河源田直胜只是冷冷地吐出了一句话:“有死之荣,无生之辱。”
对此荒川望并不感到意外。这些武士都是一根筋的人,认定了什么就不会改变。
就像对于他们的国家,即使一度失去,也要磨砺刀锋将其夺回,不惜一切代价。
要想从这种人的嘴里问出情报……难度不是一般的大。
不过荒川望本就没有对这种盘问方式抱有什么希望,他连审讯手段都没准备。
本来是准备悄悄跟着河源田直胜的,不过后面想了想,他很有可能跑去其他地方疗伤,荒川望就打消了这个主意,所以才会故意在车顶等待河源田直胜。
他不动声色地移动了一下右脚,让自己的身体保持着一个稍微错开的姿态。
这是一个绝对致命的破绽,因为本就已经侧身,要是突然被攻击,那么躲过的概率就更小了。
河源田直胜也发现了荒川望的站位问题,不过他并没有注意到荒川望是故意的。
右手的断口处,手臂正在重新生长出来。
先是骨头开始增生,然后血肉就像是附着在骨头上的藤蔓一样,骨头长得越长,血肉的填满度也就越高。
在短短的一秒钟内,河源田直胜大致判断出了自己右手的生长速度。
除去皮肤的话,那么离右手重新长好,应该需要将近十分钟。
但骨头的生长却只需要十几秒,那十分钟全是用来给包裹手骨的血肉准备的时间。
他可等不了十分钟,就连五秒钟都等不了。
敌人的破绽对武士来说,就像是猫见了老鼠,有着巨大的吸引力。
更何况在这种紧急的关头,致命的一击更是能够扭转胜局。
电车驶过日暮里站,城市流光溢彩的同时光影变幻,那一刻河源田直胜出手了。
左手攀住车厢猛然发力,右手像是爆发的毒蛇一般窜出,成一道弧线内击,角度十分刁钻。
虽然没有了手,但河源田直胜使用的是新长出来的断骨,生长速度很快,而且指骨前段还没长好,棱角还很锋利,用来刺穿**或是划破喉咙还是能够做到的。
“叮!”地一声。
荒川望格挡住了河源田直胜的攻击,虽然这让河源田直胜感到有些意外,不过他也借机登上了车厢顶部。

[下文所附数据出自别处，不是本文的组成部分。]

//! Roommate tracker - shared expense ledger for people living together
//!
//! Roommates create a room, invite each other with a short code and record who lent,
//! borrowed or shared money. The crate computes per-member balances from pending
//! entries, keeps a local cache with an offline write queue, publishes live change
//! events and sends push notifications for new entries.

// Deny the most critical lints that could lead to bugs or security issues
#![deny(
    // Security and correctness
    unsafe_code,
    unsafe_op_in_unsafe_fn,

    // Code quality - things that are almost always bugs
    unreachable_code,
    unreachable_patterns,
    unused_must_use,

    // Documentation - broken links are bugs
    rustdoc::broken_intra_doc_links,
    rustdoc::private_intra_doc_links,
)]
// Warn on things that should be fixed but aren't necessarily bugs
#![warn(
    // Documentation - missing docs should be added gradually
    missing_docs,

    // Clippy categories for overall code quality
    clippy::all,
    clippy::pedantic,
    clippy::nursery,

    // Performance
    clippy::inefficient_to_string,
    clippy::large_types_passed_by_value,
    clippy::needless_pass_by_value,
    clippy::unnecessary_wraps,

    // Correctness
    clippy::clone_on_ref_ptr,
    clippy::dbg_macro,
    clippy::exit,
    clippy::expect_used,
    clippy::float_cmp,
    clippy::panic,
    clippy::todo,
    clippy::unimplemented,
    clippy::unwrap_used,

    // Complexity and readability
    clippy::cognitive_complexity,
    clippy::large_enum_variant,
    clippy::match_same_arms,
    clippy::too_many_lines,

    // Style consistency
    clippy::enum_glob_use,
    clippy::inconsistent_struct_constructor,
    clippy::missing_errors_doc,
    clippy::missing_panics_doc,
    clippy::must_use_candidate,
    clippy::redundant_closure_for_method_calls,
    clippy::semicolon_if_nothing_returned,
    clippy::wildcard_imports,

    // Future compatibility
    future_incompatible,
    rust_2018_idioms,
)]
// Allow some pedantic lints that are too noisy or not applicable
#![allow(
    clippy::module_name_repetitions,  // Common pattern in Rust
    clippy::missing_errors_doc,        // Will add gradually
    clippy::missing_panics_doc,        // Will add gradually
)]

/// Local key-value cache and offline sync queue
pub mod cache;
/// Application facade - sessions, cached reads, writes and live summaries
pub mod client;
/// Configuration management for database and application settings
pub mod config;
/// Core business logic - framework-agnostic room, ledger, balance, auth and reporting operations
pub mod core;
/// SeaORM entity definitions for database tables
pub mod entities;
/// Unified error types and result handling
pub mod errors;
/// Push notifications for new transactions
pub mod notifications;
/// In-process change feed with filtered subscriptions
pub mod realtime;

#[cfg(test)]
pub mod test_utils;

左手快速从身后拔出武器,虽然少了一只手,不过总算有一战之力了。
没有犹豫,河源田直胜冲了上去。
那位大人曾经说过,犹豫就会败北。
虽然已经成为了荒川望的手下败将,但他还没真正输掉。
目前他现在缺失了一部分战斗力,至少要八分钟后,右手才能再度投入战斗之中。
河源田直胜的攻势不猛烈,一方面是忌惮荒川望手中的不死斩,而另一方面则是他没有拼命的必要。
“现在只需要拖住时间……”他想,“只要到了那里,这小子就必死了。”
他看得出荒川望的身手也有了明显的顿感。
河源田直胜觉得或许是因为长时间追逐自己脚下的这个大铁壳子,又或许是自己刚才那击偷袭造成了影响……总之荒川望的攻势也变弱了。

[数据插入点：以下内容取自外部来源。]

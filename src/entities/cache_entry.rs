//! Cache entry entity - Key-value rows of the local on-device store.
//! Values are JSON text so any serializable collection can be cached.

use sea_orm::entity::prelude::*;
use serde::{Deserialize, Serialize};

/// Local cache database model
#[derive(Clone, Debug, PartialEq, Eq, DeriveEntityModel, Serialize, Deserialize)]
#[sea_orm(table_name = "cache_entries")]
pub struct Model {
    /// Cache key (see `cache::keys` for the prefixes in use)
    #[sea_orm(primary_key, auto_increment = false)]
    pub key: String,
    /// JSON-encoded value
    pub value: String,
    /// When the value was last written
    pub updated_at: DateTimeUtc,
    /// False while a sync-requiring write is waiting in the queue
    pub synced: bool,
}

/// `CacheEntry` has no relationships with other entities
#[derive(Copy, Clone, Debug, EnumIter, DeriveRelation)]
pub enum Relation {}

impl ActiveModelBehavior for ActiveModel {}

两人在电车之上决斗,过程相当惊险,无数广告牌从电车顶部“拍”过来,若是稍微不小心就会被打下电车,从然后从高处坠落地面,骨骼碎裂是一定的,就怕断裂的肋骨刺穿肺部或者是脏器,那才是最要命的。
河源田直胜自然没有这个烦恼,但荒川望不一样,所以两者之间的战斗几乎是处于一种“相交既分离”的状态,每一次交汇,双方互换攻防,几秒内刀刃数次交锋,洒出一片又一片的火花。

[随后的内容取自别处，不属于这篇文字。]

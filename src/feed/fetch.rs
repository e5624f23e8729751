//! Feed download.

use std::time::Duration;

use crate::error::{PipelineError, PipelineResult};

/// Something that can produce the raw feed document for a URL.
pub trait FeedSource {
    fn fetch(&self, url: &str) -> PipelineResult<Vec<u8>>;
}

/// Blocking HTTP feed source.
#[derive(Debug, Clone)]
pub struct HttpFeedSource {
    client: reqwest::blocking::Client,
}

impl HttpFeedSource {
    pub fn new(timeout: Duration) -> PipelineResult<Self> {
        let client = reqwest::blocking::Client::builder()
            .user_agent(crate::USER_AGENT)
            .timeout(timeout)
            .build()
            .map_err(|e| PipelineError::config(format!("cannot build http client: {e}")))?;
        Ok(Self { client })
    }
}

impl FeedSource for HttpFeedSource {
    fn fetch(&self, url: &str) -> PipelineResult<Vec<u8>> {
        let wrap = |source| PipelineError::Fetch {
            url: url.to_owned(),
            source,
        };
        let response = self
            .client
            .get(url)
            .send()
            .and_then(|r| r.error_for_status())
            .map_err(wrap)?;
        let body = response.bytes().map_err(wrap)?;
        Ok(body.to_vec())
    }
}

从日暮里车站到新日暮立,电车没有停下来过,因为这趟行程直达上尾市,不抵达终点,列车是不会停下的。
车厢内的乘客们也都带着些许惊恐的神色。
因为他们听到了电车上部明显的脚步声,虽然不明白发生了什么事情,但他们还是觉得应该没有什么大碍。
毕竟应该不会有人在运行的电车上面行走的吧?
可即便如此,车厢顶部一阵阵的脚步声还是令人心烦意乱。
而坐在角落的库子和高丸就没有这个烦恼。
他们离得比较远,还没有察觉到,正处于你侬我侬的状态中。